Stored data entries

- Opening Delimiter -

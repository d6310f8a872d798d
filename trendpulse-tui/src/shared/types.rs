/// Core data types for dashboard payloads
///
/// These types match the JSON message format the trends server uses: an
/// `{event, data}` envelope on the push channel, and plain request/response
/// bodies on the search and update HTTP endpoints.
use chrono::{DateTime, Utc};
use derive_more::Display;
use serde::{Deserialize, Serialize};

/// Server message envelope from the push channel
///
/// Top-level structure wrapping all pushed event types
#[derive(Debug, Clone, Deserialize, Serialize)]
pub struct ServerMessage {
    /// Event name: "connected", "data_update", "update_status"
    pub event: String,
    /// Event-specific data (deserialize based on `event` field)
    #[serde(default)]
    pub data: serde_json::Value,
}

/// A single tracked social post
///
/// Posts are identified by `id` and never mutated client-side; a push update
/// replaces the whole store, a search result only appends novel ids.
#[derive(Debug, Clone, Deserialize, Serialize)]
pub struct Post {
    /// Server-side identifier; the store is deduplicated by this
    pub id: String,
    #[serde(default)]
    pub title: String,
    #[serde(default)]
    pub subreddit: String,
    /// Tracked keyword this post matched
    #[serde(default)]
    pub keyword_matched: String,
    #[serde(default)]
    pub upvotes: u64,
    #[serde(default)]
    pub comments: u64,
    /// Server-computed popularity score; never recomputed client-side
    #[serde(default)]
    pub engagement: f64,
    /// Creation time reported by the server
    pub created: DateTime<Utc>,
    #[serde(default)]
    pub url: String,
}

/// Keyword frequency entry, replaced wholesale on every push update
#[derive(Debug, Clone, Deserialize, Serialize)]
pub struct Trend {
    pub keyword: String,
    pub count: u64,
    #[serde(default)]
    pub engagement: f64,
    /// Heat label assigned by the server ("🔥", "📈", "📊")
    #[serde(default = "default_trend_label")]
    pub trend: String,
}

fn default_trend_label() -> String {
    "📊".to_string()
}

/// `data_update` payload: the authoritative server state
#[derive(Debug, Clone, Default, Deserialize, Serialize)]
pub struct DataUpdate {
    #[serde(default)]
    pub keywords: Vec<Trend>,
    #[serde(default)]
    pub posts: Vec<Post>,
    #[serde(default)]
    pub last_updated: Option<String>,
}

/// `connected` greeting payload
#[derive(Debug, Clone, Default, Deserialize, Serialize)]
pub struct ConnectedGreeting {
    #[serde(default)]
    pub message: String,
}

/// Severity reported by `update_status`
#[derive(Debug, Clone, Copy, PartialEq, Eq, Deserialize, Serialize)]
#[serde(rename_all = "lowercase")]
pub enum UpdateStatusKind {
    Updating,
    Complete,
    Error,
}

/// `update_status` payload
#[derive(Debug, Clone, Deserialize, Serialize)]
pub struct UpdateStatus {
    pub status: UpdateStatusKind,
    #[serde(default)]
    pub message: String,
}

/// Response body of `POST /api/search`
#[derive(Debug, Clone, Deserialize, Serialize)]
pub struct SearchResponse {
    pub status: String,
    #[serde(default)]
    pub posts: Vec<Post>,
    #[serde(default)]
    pub count: u64,
}

impl SearchResponse {
    pub fn is_success(&self) -> bool {
        self.status == "success"
    }
}

/// Response body of `POST /api/update`
#[derive(Debug, Clone, Deserialize, Serialize)]
pub struct UpdateResponse {
    pub status: String,
    #[serde(default)]
    pub message: String,
}

impl UpdateResponse {
    pub fn is_success(&self) -> bool {
        self.status == "success"
    }
}

/// Active ordering of the posts list
#[derive(Debug, Clone, Copy, Default, PartialEq, Eq, Display)]
pub enum SortKey {
    /// Descending by server engagement score
    #[default]
    #[display("engagement")]
    Engagement,
    /// Descending by creation time
    #[display("recent")]
    Recent,
    /// Descending by upvotes
    #[display("upvotes")]
    Upvotes,
}

impl SortKey {
    /// Next key in the cycle the sort hotkey walks through
    pub fn next(&self) -> Self {
        match self {
            SortKey::Engagement => SortKey::Recent,
            SortKey::Recent => SortKey::Upvotes,
            SortKey::Upvotes => SortKey::Engagement,
        }
    }
}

- Closing Delimiter -

- [TASK]:
Look through the entries above and find each line where the word "side" occurs; copy those lines.

- [RESPONSE TO THE TASK]:
/// Posts are identified by `id` and never mutated client-side; a push update
    /// Server-side identifier; the store is deduplicated by this
    /// Server-computed popularity score; never recomputed client-side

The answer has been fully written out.